Abstract:
The coordinated interspecific variation in leaf traits and leaf lifespan is known as the leaf economic spectrum (LES). The limitation of CO2 diffusion to chloroplasts within the lamina is significant in C3 photosynthesis, resulting in a shortage of CO2 for Rubisco. Although Rubisco CO2/O2 specificity (SC/O) should be adaptively adjusted in response to the interspecific variation in CO2 concentrations [CO2] associated with Rubisco, SC/O variations across species along the LES remain unknown. We investigated the coordination among leaf traits, including SC/O, CO2 conductance, leaf protein content, and leaf mass area, across 23 woody C3 species coexisting on an oceanic island through phylogenetic correlation analyses. A high SC/O indicates a high CO2 specificity of Rubisco.
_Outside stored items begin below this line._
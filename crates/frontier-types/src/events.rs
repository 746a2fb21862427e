//! Tick output: game events, state changes, chat and the per-tick result.
//!
//! Everything a broadcaster needs to fan a tick out to clients lives in
//! [`TickResult`]. Events are a closed, internally tagged enum so consumers
//! can match exhaustively.

use serde::{Deserialize, Serialize};

use crate::enums::{CommandKind, Item, RejectionReason, ResourceKind, StructureKind};
use crate::ids::{
    ActorId, AllianceId, BehemothId, MonsterId, ResourceId, StructureId, TradeId,
};
use crate::structs::CombatantRef;

// ---------------------------------------------------------------------------
// Rejections
// ---------------------------------------------------------------------------

/// Why a command was refused.
#[derive(Debug, Clone, PartialEq, Eq, Serialize, Deserialize)]
pub struct Rejection {
    /// Machine-readable code.
    pub reason: RejectionReason,
    /// Human-readable explanation.
    pub message: String,
}

impl Rejection {
    /// Build a rejection from a code and message.
    pub fn new(reason: RejectionReason, message: impl Into<String>) -> Self {
        Self {
            reason,
            message: message.into(),
        }
    }
}

/// A command that passed validation and was executed.
#[derive(Debug, Clone, Copy, PartialEq, Eq, Serialize, Deserialize)]
pub struct AcceptedCommand {
    /// Submitting actor.
    pub actor: ActorId,
    /// Command kind.
    pub kind: CommandKind,
}

/// A command that was refused, or whose target vanished before execution.
#[derive(Debug, Clone, PartialEq, Eq, Serialize, Deserialize)]
pub struct RejectedCommand {
    /// Submitting actor.
    pub actor: ActorId,
    /// Command kind.
    pub kind: CommandKind,
    /// Why.
    pub rejection: Rejection,
}

// ---------------------------------------------------------------------------
// Events
// ---------------------------------------------------------------------------

/// Something noteworthy that happened during a tick.
#[derive(Debug, Clone, PartialEq, Serialize, Deserialize)]
#[serde(tag = "type", rename_all = "snake_case")]
pub enum GameEvent {
    /// A gather cycle completed.
    Gathered {
        /// Gatherer.
        actor: ActorId,
        /// Node.
        resource: ResourceId,
        /// Node kind (trees yield logs, veins yield gold).
        kind: ResourceKind,
        /// Units yielded.
        amount: u32,
    },
    /// A node ran out.
    ResourceDepleted {
        /// Node.
        resource: ResourceId,
    },
    /// A depleted tree dropped a seed.
    SeedDropped {
        /// Recipient.
        actor: ActorId,
        /// The tree.
        resource: ResourceId,
    },
    /// A seed was planted.
    Planted {
        /// Planter.
        actor: ActorId,
        /// New sapling.
        resource: ResourceId,
    },
    /// A sapling was watered.
    Watered {
        /// Waterer.
        actor: ActorId,
        /// Sapling.
        resource: ResourceId,
        /// New growth tick.
        growth_complete_tick: u64,
    },
    /// A sapling became a tree.
    SaplingGrown {
        /// Node.
        resource: ResourceId,
    },
    /// A crafting job started.
    CraftStarted {
        /// Crafter.
        actor: ActorId,
        /// Recipe.
        recipe_id: String,
        /// Completion tick.
        complete_tick: u64,
    },
    /// A crafting job finished.
    CraftCompleted {
        /// Crafter.
        actor: ActorId,
        /// Recipe.
        recipe_id: String,
        /// Item produced.
        output: Item,
    },
    /// A trade was proposed.
    TradeProposed {
        /// Trade.
        trade: TradeId,
        /// Proposer.
        proposer: ActorId,
        /// Target.
        target: ActorId,
    },
    /// A trade swapped successfully.
    TradeAccepted {
        /// Trade.
        trade: TradeId,
    },
    /// A trade was declined or failed re-validation.
    TradeRejected {
        /// Trade.
        trade: TradeId,
        /// Set when the trade failed re-validation rather than being declined.
        failure: Option<RejectionReason>,
    },
    /// A trade timed out.
    TradeExpired {
        /// Trade.
        trade: TradeId,
    },
    /// A combat pair dealt damage.
    Damage {
        /// Attacker.
        attacker: CombatantRef,
        /// Target.
        target: CombatantRef,
        /// Damage dealt.
        amount: u32,
        /// Target health afterwards.
        remaining_health: u32,
    },
    /// An actor or NPC died.
    Death {
        /// Victim.
        victim: CombatantRef,
        /// Killer, if any.
        killer: Option<CombatantRef>,
        /// Gold transferred to the killer.
        gold: u32,
        /// Whether the victim will never respawn.
        permanent: bool,
    },
    /// A dead actor respawned.
    Respawned {
        /// Actor.
        actor: ActorId,
    },
    /// A monster-role actor ate a corpse.
    Eaten {
        /// Eater.
        eater: ActorId,
        /// Corpse.
        eaten: ActorId,
    },
    /// A monster-role actor reached a new evolution stage.
    Evolved {
        /// Actor.
        actor: ActorId,
        /// New stage.
        stage: u8,
    },
    /// An item was equipped.
    Equipped {
        /// Actor.
        actor: ActorId,
        /// Item.
        item: Item,
    },
    /// A structure was placed.
    StructureBuilt {
        /// Structure.
        structure: StructureId,
        /// Builder.
        owner: ActorId,
        /// Kind.
        kind: StructureKind,
    },
    /// An alliance was founded.
    AllianceCreated {
        /// Alliance.
        alliance: AllianceId,
        /// Founder.
        founder: ActorId,
        /// Name.
        name: String,
    },
    /// An actor joined an alliance.
    AllianceJoined {
        /// Alliance.
        alliance: AllianceId,
        /// Actor.
        actor: ActorId,
    },
    /// An actor left an alliance.
    AllianceLeft {
        /// Alliance.
        alliance: AllianceId,
        /// Actor.
        actor: ActorId,
    },
    /// The last member left.
    AllianceDisbanded {
        /// Alliance.
        alliance: AllianceId,
    },
    /// An NPC monster spawned.
    MonsterSpawned {
        /// Monster.
        monster: MonsterId,
        /// Kind name.
        kind: String,
    },
    /// A behemoth was knocked out.
    BehemothKnockedOut {
        /// Behemoth.
        behemoth: BehemothId,
    },
    /// A behemoth started waking up.
    BehemothWaking {
        /// Behemoth.
        behemoth: BehemothId,
    },
    /// A behemoth is roaming again.
    BehemothRoaming {
        /// Behemoth.
        behemoth: BehemothId,
    },
    /// A behemoth digested enough logs to grow ore.
    BehemothDigested {
        /// Behemoth.
        behemoth: BehemothId,
        /// Ore after digestion.
        ore: u32,
    },
    /// Logs were fed to a behemoth.
    BehemothFed {
        /// Feeder.
        actor: ActorId,
        /// Behemoth.
        behemoth: BehemothId,
        /// Logs fed.
        amount: u32,
    },
    /// A climber extracted ore.
    OreExtracted {
        /// Climber.
        actor: ActorId,
        /// Behemoth.
        behemoth: BehemothId,
        /// Ore gained.
        amount: u32,
    },
    /// A climber was shaken off a waking behemoth.
    ClimberThrown {
        /// Climber.
        actor: ActorId,
        /// Behemoth.
        behemoth: BehemothId,
        /// Damage taken.
        damage: u32,
    },
}

// ---------------------------------------------------------------------------
// Chat and state changes
// ---------------------------------------------------------------------------

/// One chat line from the tick's chat buffer.
#[derive(Debug, Clone, PartialEq, Eq, Serialize, Deserialize)]
pub struct ChatMessage {
    /// Speaker.
    pub actor: ActorId,
    /// Speaker's name at send time.
    pub name: String,
    /// Text.
    pub message: String,
    /// Tick it was sent in.
    pub tick: u64,
}

/// Which entity a [`StateChange`] refers to.
#[derive(Debug, Clone, Copy, PartialEq, Eq, PartialOrd, Ord, Hash, Serialize, Deserialize)]
#[serde(rename_all = "snake_case")]
pub enum ChangedEntity {
    /// An actor.
    Actor(ActorId),
    /// An NPC monster.
    Monster(MonsterId),
    /// A resource node.
    Resource(ResourceId),
    /// A behemoth.
    Behemoth(BehemothId),
    /// A structure.
    Structure(StructureId),
    /// An alliance.
    Alliance(AllianceId),
    /// A trade.
    Trade(TradeId),
}

/// One tracked field that differs between the start and end of a tick.
///
/// Creation and removal use the field name `"exists"` with boolean values.
#[derive(Debug, Clone, PartialEq, Serialize, Deserialize)]
pub struct StateChange {
    /// The entity.
    pub entity: ChangedEntity,
    /// Field name.
    pub field: String,
    /// Value before the tick.
    pub old: serde_json::Value,
    /// Value after the tick.
    pub new: serde_json::Value,
}

// ---------------------------------------------------------------------------
// TickResult
// ---------------------------------------------------------------------------

/// Everything that happened in one tick.
#[derive(Debug, Clone, PartialEq, Default, Serialize, Deserialize)]
pub struct TickResult {
    /// The tick number.
    pub tick: u64,
    /// Executed commands.
    pub accepted: Vec<AcceptedCommand>,
    /// Refused commands.
    pub rejected: Vec<RejectedCommand>,
    /// Events in emission order.
    pub events: Vec<GameEvent>,
    /// Field-level state changes.
    pub changes: Vec<StateChange>,
    /// Chat lines.
    pub chat: Vec<ChatMessage>,
}

#[cfg(test)]
#[allow(clippy::unwrap_used)]
mod tests {
    use super::*;

    #[test]
    fn events_are_internally_tagged() {
        let ev = GameEvent::Evolved {
            actor: ActorId::new(),
            stage: 1,
        };
        let json = serde_json::to_value(&ev).unwrap();
        assert_eq!(json["type"], "evolved");
        assert_eq!(json["stage"], 1);
    }

    #[test]
    fn rejection_serializes_reason_code() {
        let r = Rejection::new(RejectionReason::OutOfRange, "too far");
        let json = serde_json::to_value(&r).unwrap();
        assert_eq!(json["reason"], "out_of_range");
        assert_eq!(json["message"], "too far");
    }
}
SC/O was negatively correlated with [CO2] at Rubisco and total CO2 conductance within lamina, while it was positively correlated with leaf protein across species, regardless of phylogenetic constraint. A simulation analysis shows that the optimal SC/O for maximizing photosynthesis depends on both [CO2] at Rubisco sites and leaf protein per unit leaf area. SC/O is a key parameter along the LES axis and is crucial for maximizing photosynthesis across species and the adaptation of woody plants.
摘要:
叶片性状和叶片寿命的协调种间变异被称为叶片经济谱(LES)。在C3光合作用中,CO2扩散到叶片内叶绿体的限制是显着的,导致Rubisco的二氧化碳短缺。尽管RubiscoCO2/O2特异性(SC/O)应自适应地调整以响应与Rubisco相关的CO2浓度[CO2]的种间变化,沿LES的物种之间的SC/O变化仍然未知。我们调查了叶片性状之间的协调,包括SC/O,CO2电导率,叶片蛋白质含量,和叶质量面积,通过系统发育相关分析,跨越23个木质C3物种共存于一个海洋岛屿上。高SC/0表示Rubisco的高CO2特异性。SC/O与Rubisco的[CO2]和叶片内的总CO2电导呈负相关,虽然它与不同物种的叶片蛋白呈正相关,无论系统发育约束如何。模拟分析表明,最大化光合作用的最佳SC/O取决于Rubisco位点的[CO2]和每单位叶面积的叶蛋白。SC/O是沿LES轴的关键参数,对于最大化跨物种的光合作用和木本植物的适应性至关重要。